▶ [Task instructions]
Your task is to copy every line of the records below that contains "BTreeMap".

Collected data
Segment Open
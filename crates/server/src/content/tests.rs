use std::time::Duration;

use mud_engine::{
    Effect, EngineConfig, EntityKey, ManualClock, MemoryStorage, PerceptionTypes, World,
};

use super::effects::{Poisoned, Tethered, Weakened, HEALTH, STRENGTH};
use super::seed::SeedReport;
use super::*;

const SMITH: &str = "Aldric the Smith";
const HOUND: &str = "a mangy hound";

fn world_over(clock: &ManualClock, storage: &MemoryStorage) -> World {
    World::new(
        EngineConfig::default(),
        Box::new(clock.clone()),
        Box::new(storage.clone()),
        build_registry().expect("registry"),
    )
}

fn seeded(clock: &ManualClock, storage: &MemoryStorage) -> World {
    let mut world = world_over(clock, storage);
    let seed = parse_seed(DEFAULT_SEED).expect("default seed");
    seed_world(&mut world, &seed).expect("seed");
    world
}

fn key_named(world: &World, storage: &MemoryStorage, name: &str) -> EntityKey {
    let record = storage.record_named(name).expect("record");
    world.find_by_db_id(record.id).expect("loaded")
}

fn attribute(world: &World, key: EntityKey, name: &str) -> i64 {
    world.entity(key).expect("entity").state().attribute(name)
}

#[test]
fn registry_knows_every_shipped_type() {
    let registry = build_registry().expect("registry");

    assert_eq!(
        registry.registered_types(),
        vec!["Concealed", "Poisoned", "StatModifier", "Tethered", "Weakened"]
    );
}

#[test]
fn default_seed_builds_and_persists_world() {
    let clock = ManualClock::new();
    let storage = MemoryStorage::new();
    let mut world = world_over(&clock, &storage);
    let seed = parse_seed(DEFAULT_SEED).expect("default seed");

    let report = seed_world(&mut world, &seed).expect("seed");

    assert_eq!(
        report,
        SeedReport {
            rooms: 2,
            characters: 3,
            items: 2,
            effects: 4,
        }
    );
    assert_eq!(storage.len(), 7);
    assert!(!world.save_manager().has_pending_work());

    let smith = key_named(&world, &storage, SMITH);
    let hound = key_named(&world, &storage, HOUND);
    assert_eq!(attribute(&world, smith, STRENGTH), 16);
    assert_eq!(attribute(&world, hound, HEALTH), 8);
    assert_eq!(
        storage.record_named(SMITH).expect("smith").attributes.get(STRENGTH),
        Some(&16)
    );
    assert_eq!(storage.record_named(HOUND).expect("hound").effects.len(), 2);
}

#[test]
fn concealment_hides_from_others_only() {
    let clock = ManualClock::new();
    let storage = MemoryStorage::new();
    let world = seeded(&clock, &storage);
    let mira = key_named(&world, &storage, "Mira");
    let smith = key_named(&world, &storage, SMITH);

    assert!(world.hidden_from_perception(mira, smith, PerceptionTypes::VISUAL));
    assert!(!world.hidden_from_perception(mira, mira, PerceptionTypes::VISUAL));
    assert!(!world.hidden_from_perception(mira, smith, PerceptionTypes::SENSE_ALL));
}

#[test]
fn poison_runs_its_course_into_weakness() {
    let clock = ManualClock::new();
    let storage = MemoryStorage::new();
    let mut world = seeded(&clock, &storage);
    let hound = key_named(&world, &storage, HOUND);
    assert_eq!(attribute(&world, hound, STRENGTH), 6);

    clock.advance(Duration::from_secs(45));
    world.check_schedules();

    let effects = world.entity(hound).expect("hound").effects();
    assert!(!effects.has_effect_of_type::<Poisoned>());
    let weakened = effects
        .effects_of_type::<Weakened>()
        .next()
        .expect("weakened");
    assert_eq!(weakened.penalty, 2);
    assert_eq!(attribute(&world, hound, STRENGTH), 4);

    clock.advance(super::effects::WEAKENED_DURATION);
    world.check_schedules();
    assert_eq!(attribute(&world, hound, STRENGTH), 6);
    assert!(!world
        .entity(hound)
        .expect("hound")
        .effects()
        .has_effect_of_type::<Weakened>());
}

#[test]
fn curing_poison_skips_the_aftermath() {
    let clock = ManualClock::new();
    let storage = MemoryStorage::new();
    let mut world = seeded(&clock, &storage);
    let hound = key_named(&world, &storage, HOUND);

    let removed = world
        .remove_all_effects(hound, |effect| effect.is::<Poisoned>(), true)
        .expect("cure");

    assert_eq!(removed, 1);
    assert!(world.entity(hound).expect("hound").effects().has_effect_of_type::<Tethered>());
    assert!(!world
        .entity(hound)
        .expect("hound")
        .effects()
        .has_effect_of_type::<Weakened>());
}

#[test]
fn restart_restores_effects_without_reapplying_them() {
    let storage = MemoryStorage::new();
    {
        let clock = ManualClock::new();
        let mut world = seeded(&clock, &storage);
        clock.advance(Duration::from_secs(15));
        world.save_effect_durations();
        world.flush().expect("flush");
    }

    let clock = ManualClock::new();
    let mut world = world_over(&clock, &storage);
    let loaded = world.load().expect("load");
    assert_eq!(loaded.entities, 7);
    world.flush_lazy_load(Duration::from_secs(5));

    let smith = key_named(&world, &storage, SMITH);
    let hound = key_named(&world, &storage, HOUND);
    assert_eq!(attribute(&world, smith, STRENGTH), 16);
    assert_eq!(attribute(&world, hound, HEALTH), 8);

    let hound_effects = world.entity(hound).expect("hound").effects();
    let tether = hound_effects
        .effects_of_type::<Tethered>()
        .next()
        .expect("tether");
    assert_eq!(tether.anchor, smith);

    let poison = hound_effects
        .effects_of_type::<Poisoned>()
        .next()
        .expect("poison");
    assert_eq!(world.remaining_duration(poison.id()), Duration::from_secs(30));
}

#[test]
fn tether_to_destroyed_character_is_dropped_on_load() {
    let storage = MemoryStorage::new();
    {
        let clock = ManualClock::new();
        let mut world = seeded(&clock, &storage);
        let smith = key_named(&world, &storage, SMITH);
        world.destroy_entity(smith, true).expect("destroy");
    }
    assert!(storage.record_named(SMITH).is_none());

    let clock = ManualClock::new();
    let mut world = world_over(&clock, &storage);
    world.load().expect("load");
    world.flush_lazy_load(Duration::from_secs(5));

    let hound = key_named(&world, &storage, HOUND);
    let effects = world.entity(hound).expect("hound").effects();
    assert!(!effects.has_effect_of_type::<Tethered>());
    assert!(effects.has_effect_of_type::<Poisoned>());

    world.flush().expect("flush");
    assert_eq!(storage.record_named(HOUND).expect("hound").effects.len(), 1);
    assert_eq!(
        storage.record_named("iron hammer").expect("hammer").parent,
        None
    );
}

#[test]
fn seed_parse_error_names_field() {
    let error = parse_seed(r#"{ "seed_version": "one", "rooms": [] }"#).expect_err("bad seed");

    match error {
        SeedError::Parse { path, .. } => assert_eq!(path, "seed_version"),
        other => panic!("unexpected error: {other}"),
    }
}

#[test]
fn seed_rejects_wrong_version() {
    let error = parse_seed(r#"{ "seed_version": 2, "rooms": [] }"#).expect_err("bad seed");

    assert!(matches!(error, SeedError::Invalid { ref path, .. } if path == "seed_version"));
}

#[test]
fn seed_rejects_unknown_tether_anchor() {
    let raw = r#"{
        "seed_version": 1,
        "rooms": [
            {
                "name": "Cellar",
                "characters": [
                    { "name": "rat", "effects": [ { "kind": "tethered", "anchor": "nobody" } ] }
                ]
            }
        ]
    }"#;

    let error = parse_seed(raw).expect_err("bad seed");

    assert!(matches!(
        error,
        SeedError::Invalid { ref path, .. }
            if path == "rooms[0].characters[0].effects[0].anchor"
    ));
}

#[test]
fn seed_rejects_duplicate_character_names() {
    let raw = r#"{
        "seed_version": 1,
        "rooms": [
            { "name": "A", "characters": [ { "name": "twin" } ] },
            { "name": "B", "characters": [ { "name": "twin" } ] }
        ]
    }"#;

    let error = parse_seed(raw).expect_err("bad seed");

    assert!(matches!(
        error,
        SeedError::Invalid { ref path, .. } if path == "rooms[1].characters[0].name"
    ));
}
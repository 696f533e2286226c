use std::time::Duration;

use crate::clock::GameTime;
use crate::effects::EffectId;
use crate::world::EntityKey;

/// The scheduler's view of an effect: enough to fire it and to find its owner
/// without touching the effect itself.
#[derive(Debug, Clone, Copy, PartialEq, Eq, Hash)]
pub struct ScheduledEffect {
    pub effect: EffectId,
    pub owner: EntityKey,
    pub saving: bool,
}

#[derive(Debug, Clone, Copy, PartialEq, Eq)]
pub struct ScheduleEntry {
    pub target: ScheduledEffect,
    pub trigger_eta: GameTime,
    pub duration: Duration,
}

impl ScheduleEntry {
    pub fn effect(&self) -> EffectId {
        self.target.effect
    }

    pub fn owner(&self) -> EntityKey {
        self.target.owner
    }

    pub fn remaining(&self, now: GameTime) -> Duration {
        self.trigger_eta.saturating_duration_since(now)
    }
}

/// Total order over live entries: due time first, then insertion sequence so
/// equal due times fire first-in first-out.
#[derive(Debug, Clone, Copy, PartialEq, Eq, PartialOrd, Ord, Hash)]
pub(crate) struct ScheduleKey {
    pub(crate) trigger_eta: GameTime,
    pub(crate) sequence: u64,
}
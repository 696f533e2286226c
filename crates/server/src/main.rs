mod app;
mod content;

use std::process::ExitCode;

use tracing::error;

fn main() -> ExitCode {
    match app::build_app() {
        Ok(wiring) => app::run(wiring),
        Err(err) => {
            error!(error = %err, "startup_failed");
            ExitCode::FAILURE
        }
    }
}
//! Effects attached to entities.
//!
//! - **Effect**: the polymorphic contract (`effect`)
//! - **EffectHandler**: per-owner container that forwards durations to the
//!   scheduler (`handler`)
//! - **Definitions**: the tagged XML blob saved for persistent effects and the
//!   registry that turns it back into a concrete effect (`definition`,
//!   `registry`)

mod definition;
mod effect;
mod handler;
mod registry;

pub use definition::{DefinitionError, DefinitionWriter, EffectDefinition};
pub use effect::{
    Effect, EffectCommand, EffectContext, EffectCore, EffectId, EffectIdAllocator,
    PerceptionTypes,
};
pub use handler::{DurationChange, EffectError, EffectHandler};
pub use registry::{EffectLoader, EffectRegistry, LoadContext, RegistryError};

pub(crate) use handler::schedule_target;
use std::collections::BTreeMap;
use std::fmt;
use std::path::PathBuf;

use serde::{Deserialize, Serialize};
use thiserror::Error;

use crate::world::EntityKind;

/// Durable identity, assigned by storage on first insert.
#[derive(Debug, Clone, Copy, PartialEq, Eq, PartialOrd, Ord, Hash, Serialize, Deserialize)]
#[serde(transparent)]
pub struct DbId(pub u64);

impl fmt::Display for DbId {
    fn fmt(&self, f: &mut fmt::Formatter<'_>) -> fmt::Result {
        write!(f, "db#{}", self.0)
    }
}

#[derive(Debug, Clone, PartialEq, Eq, Serialize, Deserialize)]
pub struct StoredEffect {
    pub specific_type: String,
    pub definition: String,
    /// Time left when the owner was saved. Reloading schedules it again
    /// relative to the new clock rather than at an absolute instant.
    #[serde(default, skip_serializing_if = "Option::is_none")]
    pub remaining_ms: Option<u64>,
}

#[derive(Debug, Clone, PartialEq, Eq, Serialize, Deserialize)]
pub struct StoredRecord {
    pub id: DbId,
    pub kind: EntityKind,
    pub name: String,
    #[serde(default)]
    pub attributes: BTreeMap<String, i64>,
    #[serde(default, skip_serializing_if = "Option::is_none")]
    pub parent: Option<DbId>,
    #[serde(default)]
    pub effects: Vec<StoredEffect>,
}

#[derive(Debug, Error)]
pub enum StorageError {
    #[error("a transaction is already open")]
    TransactionActive,
    #[error("no transaction is open")]
    NoTransaction,
    #[error("record {id} does not exist")]
    MissingRecord { id: DbId },
    #[error("failed to access {path}: {source}")]
    Io {
        path: PathBuf,
        #[source]
        source: std::io::Error,
    },
    #[error("failed to encode record {id}: {source}")]
    Encode {
        id: DbId,
        #[source]
        source: serde_json::Error,
    },
    #[error("failed to decode {path} at '{field}': {message}")]
    Decode {
        path: PathBuf,
        field: String,
        message: String,
    },
    #[error("storage backend failure: {0}")]
    Backend(String),
}

/// The persistence-layer collaborator. Writes are staged between `begin` and
/// `commit`; `rollback` discards them.
pub trait Storage {
    fn begin(&mut self) -> Result<(), StorageError>;

    /// Stages a first-time insert, assigning and returning the new id. The id
    /// stays consumed even if the transaction rolls back.
    fn insert(&mut self, record: StoredRecord) -> Result<DbId, StorageError>;

    fn write(&mut self, record: StoredRecord) -> Result<(), StorageError>;

    fn delete(&mut self, id: DbId) -> Result<(), StorageError>;

    /// Applies staged work. On failure nothing is applied and the transaction
    /// is closed.
    fn commit(&mut self) -> Result<(), StorageError>;

    fn rollback(&mut self);

    fn load_all(&self) -> Result<Vec<StoredRecord>, StorageError>;
}

/// Open transaction that rolls back unless committed.
pub struct TransactionScope<'a> {
    storage: &'a mut dyn Storage,
    finished: bool,
}

impl<'a> TransactionScope<'a> {
    pub fn begin(storage: &'a mut dyn Storage) -> Result<Self, StorageError> {
        storage.begin()?;
        Ok(Self {
            storage,
            finished: false,
        })
    }

    pub fn insert(&mut self, record: StoredRecord) -> Result<DbId, StorageError> {
        self.storage.insert(record)
    }

    pub fn write(&mut self, record: StoredRecord) -> Result<(), StorageError> {
        self.storage.write(record)
    }

    pub fn delete(&mut self, id: DbId) -> Result<(), StorageError> {
        self.storage.delete(id)
    }

    pub fn commit(mut self) -> Result<(), StorageError> {
        self.finished = true;
        self.storage.commit()
    }
}

impl Drop for TransactionScope<'_> {
    fn drop(&mut self) {
        if !self.finished {
            self.storage.rollback();
        }
    }
}
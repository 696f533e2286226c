mod loop_runner;
mod metrics;

pub use loop_runner::{run_heartbeat, HeartbeatSummary};
pub use metrics::{HeartbeatMetricsSnapshot, MetricsHandle, QueueDepths};
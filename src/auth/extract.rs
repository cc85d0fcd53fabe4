/// Credential extraction from the `Authorization` header.
///
/// Only the scheme prefix is checked here. Whatever follows it is returned
/// verbatim and validated by the caller.

use actix_web::http::header::{HeaderMap, AUTHORIZATION};

use crate::error::AuthError;

const BEARER_PREFIX: &str = "Bearer ";
const API_KEY_PREFIX: &str = "ApiKey ";

/// Returns the token of an `Authorization: Bearer <token>` header.
pub fn get_bearer_token(headers: &HeaderMap) -> Result<String, AuthError> {
    strip_scheme(headers, BEARER_PREFIX)
}

/// Returns the key of an `Authorization: ApiKey <key>` header.
pub fn get_api_key(headers: &HeaderMap) -> Result<String, AuthError> {
    strip_scheme(headers, API_KEY_PREFIX)
}

fn strip_scheme(headers: &HeaderMap, prefix: &str) -> Result<String, AuthError> {
    let value = headers
        .get(AUTHORIZATION)
        .ok_or(AuthError::MissingAuthHeader)?
        .to_str()
        .map_err(|_| AuthError::MalformedAuthHeader)?;

    value
        .strip_prefix(prefix)
        .map(str::to_string)
        .ok_or(AuthError::MalformedAuthHeader)
}

#[cfg(test)]
mod tests {
    use super::*;
    use actix_web::http::header::HeaderValue;

    fn headers_with(value: &'static str) -> HeaderMap {
        let mut headers = HeaderMap::new();
        headers.insert(AUTHORIZATION, HeaderValue::from_static(value));
        headers
    }

    #[test]
    fn test_bearer_token() {
        assert_eq!(get_bearer_token(&headers_with("Bearer abc123")).unwrap(), "abc123");
    }

    #[test]
    fn test_bearer_token_empty_remainder() {
        assert_eq!(get_bearer_token(&headers_with("Bearer ")).unwrap(), "");
    }

    #[test]
    fn test_bearer_token_missing_header() {
        assert_eq!(get_bearer_token(&HeaderMap::new()), Err(AuthError::MissingAuthHeader));
    }

    #[test]
    fn test_bearer_token_malformed() {
        let malformed = ["abc123", "Bearer", "bearer abc123", "BearerToken", "Basic dXNlcjpwYXNz", ""];

        for value in malformed {
            assert_eq!(
                get_bearer_token(&headers_with(value)),
                Err(AuthError::MalformedAuthHeader),
                "header: {:?}",
                value
            );
        }
    }

    #[test]
    fn test_bearer_token_is_returned_verbatim() {
        assert_eq!(get_bearer_token(&headers_with("Bearer  two spaces")).unwrap(), " two spaces");
    }

    #[test]
    fn test_api_key() {
        assert_eq!(get_api_key(&headers_with("ApiKey secretkey")).unwrap(), "secretkey");
    }

    #[test]
    fn test_api_key_wrong_scheme() {
        assert_eq!(
            get_api_key(&headers_with("Bearer secretkey")),
            Err(AuthError::MalformedAuthHeader)
        );
        assert_eq!(get_api_key(&HeaderMap::new()), Err(AuthError::MissingAuthHeader));
    }
}
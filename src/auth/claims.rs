/// JWT Claims structure
///
/// Registered claims only (RFC 7519): the subject is the user's UUID and the
/// issuer is always the service name.

use chrono::{DateTime, Duration, Utc};
use serde::{Deserialize, Serialize};
use uuid::Uuid;

use crate::error::AuthError;

/// Issuer stamped on every access token
pub const ISSUER: &str = "chirpy";

#[derive(Debug, Serialize, Deserialize, Clone, PartialEq, Eq)]
pub struct Claims {
    /// Subject (user ID as UUID string)
    pub sub: String,
    /// Issuer
    pub iss: String,
    /// Issued at (Unix timestamp)
    pub iat: i64,
    /// Expiration time (Unix timestamp)
    pub exp: i64,
}

impl Claims {
    pub fn new(user_id: Uuid, issued_at: DateTime<Utc>, ttl: Duration) -> Self {
        Self {
            sub: user_id.to_string(),
            iss: ISSUER.to_string(),
            iat: issued_at.timestamp(),
            exp: (issued_at + ttl).timestamp(),
        }
    }

    /// Extract user ID from claims
    pub fn user_id(&self) -> Result<Uuid, AuthError> {
        Uuid::parse_str(&self.sub)
            .map_err(|_| AuthError::InvalidToken("subject is not a user id".to_string()))
    }
}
Segment Closed
▶ [Result for this task]
use std::collections::BTreeMap;
    pub attributes: BTreeMap<String, i64>,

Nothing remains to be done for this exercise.